Why does a cabinet door warp?

Question: Why does a cabinet door warp? That is, we ship them flat but then after installation, mainly one corner is  not flat? What can we do? We only have it happen rarely, but a repair is not cheap. The warp seems permanent, as the door never returns to flatness.

Answer: This is a great question that needs a detailed explanation. Although a door can cup or crown, almost all objectionable warp is twist. Twist is where if we put the door on a flat surface, one corner is raised off the surface. The question is “Why does a door twist?”

The initial answer is that the warp could be the rails and/or stiles of the door that are causing the twist, or it could be the center pieces (the inserted panel in some cases) that are causing the twist. The first step is to use a handheld jig saw and cut out the center. Now, is the center warped and the frame returns to flatness?  Or vice versa?
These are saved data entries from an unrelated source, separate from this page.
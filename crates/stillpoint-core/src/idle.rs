//! Waiting for the application to become idle.
//!
//! The [`IdlenessMonitor`] suspends the test-control task until the
//! [`ActivityTracker`] ledger is empty. It wakes on the tracker's
//! pending-count watch channel and re-checks at least every poll interval,
//! so the wait never spins and never misses a transition to idle.
//!
//! A wait ends in one of three ways:
//!
//! - the ledger is observed empty: `Ok(())`
//! - the timeout elapses: [`WaitError::Timeout`] with a snapshot of what is
//!   still outstanding
//! - the monitor's [`CancellationToken`] fires: [`WaitError::Cancelled`]
//!
//! The monitor only ever reads the tracker.

use std::sync::Arc;
use std::time::Duration;

use serde::Serialize;
use thiserror::Error;
use tokio::time::{Instant, MissedTickBehavior};
use tokio_util::sync::CancellationToken;
use tracing::{debug, debug_span, warn, Instrument};

use crate::tracker::{ActivityTracker, PendingOperation};

/// Default upper bound between two idle checks.
pub const DEFAULT_POLL_INTERVAL: Duration = Duration::from_millis(10);

/// Diagnostic payload of a timed-out idle wait.
#[derive(Error, Debug, Clone, PartialEq, Serialize)]
#[error(
    "App still busy after {}ms (timeout {}ms), {} pending: {}",
    .elapsed.as_millis(),
    .timeout.as_millis(),
    .pending.len(),
    describe_pending(.pending)
)]
pub struct IdleTimeout {
    /// The timeout that was exceeded.
    #[serde(rename = "timeout_ms", serialize_with = "serialize_millis")]
    pub timeout: Duration,
    /// How long the wait actually lasted.
    #[serde(rename = "elapsed_ms", serialize_with = "serialize_millis")]
    pub elapsed: Duration,
    /// Operations outstanding when the wait gave up, oldest first.
    pub pending: Vec<PendingOperation>,
}

fn serialize_millis<S: serde::Serializer>(d: &Duration, s: S) -> Result<S::Ok, S::Error> {
    s.serialize_u64(d.as_millis() as u64)
}

pub(crate) fn describe_pending(pending: &[PendingOperation]) -> String {
    if pending.is_empty() {
        return "none".to_string();
    }
    pending
        .iter()
        .map(ToString::to_string)
        .collect::<Vec<_>>()
        .join("; ")
}

/// Errors returned by an idle wait.
#[derive(Error, Debug)]
pub enum WaitError {
    /// The ledger did not drain in time.
    #[error(transparent)]
    Timeout(#[from] IdleTimeout),

    /// The wait was abandoned through the monitor's cancellation token.
    #[error("Idle wait cancelled")]
    Cancelled,
}

/// Errors returned by [`IdlenessMonitor::block_until_idle`].
#[derive(Error, Debug)]
pub enum BlockingWaitError {
    #[error(transparent)]
    Wait(#[from] WaitError),

    /// The runtime for the blocking wait could not be built.
    #[error("Failed to start idle-wait runtime: {0}")]
    Runtime(#[from] std::io::Error),
}

/// Suspends callers until the tracked application activity drains.
#[derive(Debug, Clone)]
pub struct IdlenessMonitor {
    tracker: Arc<ActivityTracker>,
    poll_interval: Duration,
    cancel: CancellationToken,
}

impl IdlenessMonitor {
    /// Creates a monitor with the default poll interval.
    pub fn new(tracker: Arc<ActivityTracker>) -> Self {
        Self {
            tracker,
            poll_interval: DEFAULT_POLL_INTERVAL,
            cancel: CancellationToken::new(),
        }
    }

    /// Sets the upper bound between idle checks. Zero is bumped to one
    /// millisecond.
    pub fn with_poll_interval(mut self, poll_interval: Duration) -> Self {
        self.poll_interval = poll_interval.max(Duration::from_millis(1));
        self
    }

    pub fn tracker(&self) -> &Arc<ActivityTracker> {
        &self.tracker
    }

    pub fn poll_interval(&self) -> Duration {
        self.poll_interval
    }

    /// A handle that cancels every current and future wait on this monitor
    /// (and its clones).
    pub fn cancellation_token(&self) -> CancellationToken {
        self.cancel.clone()
    }

    /// Abandons all waits. Further waits fail with [`WaitError::Cancelled`].
    pub fn cancel(&self) {
        self.cancel.cancel();
    }

    pub fn is_cancelled(&self) -> bool {
        self.cancel.is_cancelled()
    }

    /// Waits until the ledger is empty, at most `timeout`. A timeout too
    /// large to represent (such as [`Duration::MAX`]) waits without limit.
    ///
    /// # Errors
    ///
    /// - [`WaitError::Timeout`] if operations are still outstanding at the
    ///   deadline, with a snapshot of them
    /// - [`WaitError::Cancelled`] if the monitor is cancelled first
    pub async fn wait_until_idle(&self, timeout: Duration) -> Result<(), WaitError> {
        let span = debug_span!("wait_until_idle", timeout_ms = timeout.as_millis() as u64);
        self.wait(timeout).instrument(span).await
    }

    async fn wait(&self, timeout: Duration) -> Result<(), WaitError> {
        let start = Instant::now();
        // `None` when the timeout reaches past what the clock can represent.
        let deadline = start.checked_add(timeout);

        // Subscribe before the first check so no transition is missed.
        let mut pending_rx = self.tracker.subscribe();
        let mut watch_open = true;
        let mut poll = tokio::time::interval(self.poll_interval);
        poll.set_missed_tick_behavior(MissedTickBehavior::Delay);

        loop {
            if self.cancel.is_cancelled() {
                debug!("idle wait cancelled");
                return Err(WaitError::Cancelled);
            }
            if self.tracker.is_idle() {
                debug!(elapsed_ms = start.elapsed().as_millis() as u64, "app idle");
                return Ok(());
            }

            tokio::select! {
                biased;

                _ = self.cancel.cancelled() => {}
                _ = sleep_until_deadline(deadline) => {
                    if self.tracker.is_idle() {
                        return Ok(());
                    }
                    let timeout = IdleTimeout {
                        timeout,
                        elapsed: start.elapsed(),
                        pending: self.tracker.snapshot(),
                    };
                    warn!(
                        elapsed_ms = timeout.elapsed.as_millis() as u64,
                        pending = timeout.pending.len(),
                        "timed out waiting for idle: {}",
                        describe_pending(&timeout.pending)
                    );
                    return Err(WaitError::Timeout(timeout));
                }
                changed = pending_rx.changed(), if watch_open => {
                    if changed.is_err() {
                        watch_open = false;
                    }
                }
                _ = poll.tick() => {}
            }
        }
    }

    /// Blocking form of [`wait_until_idle`](Self::wait_until_idle) for a
    /// synchronous test-control thread.
    ///
    /// Builds a current-thread runtime for the duration of the wait.
    ///
    /// # Panics
    ///
    /// Panics if called from within an async runtime.
    pub fn block_until_idle(&self, timeout: Duration) -> Result<(), BlockingWaitError> {
        let runtime = tokio::runtime::Builder::new_current_thread()
            .enable_time()
            .build()?;
        Ok(runtime.block_on(self.wait_until_idle(timeout))?)
    }
}

async fn sleep_until_deadline(deadline: Option<Instant>) {
    match deadline {
        Some(deadline) => tokio::time::sleep_until(deadline).await,
        None => std::future::pending().await,
    }
}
I have seen cases where it is the center that was warped (even worse than when in the door) and I have seen cases where it is the outside door frame that warps more when the center is removed.

So, now we know which pieces of wood are warping. What makes wood warp, especially twist? The answer is twofold:  wood grain AND moisture. (Note: it is not “wood OR moisture.”)

WOOD GRAIN. When making pool cues, when making long, skinny broom handles, when making large picture frames, when making wood roof shingles, and a few other products, all of these must be perfectly straight lengthwise, both when made and when in use. Yet, we know that wood shrinks and swells when the moisture changes. But, lengthwise, there is very little movement. 

So, we need to make sure that the grain of the wood is parallel to the lengthwise direction of the pieces of wood. That is, we see worse warping behavior when the lengthwise grain direction of the wood is NOT the lengthwise direction of the product. When these two are NOT parallel, we say the wood piece we are working with has slope of grain.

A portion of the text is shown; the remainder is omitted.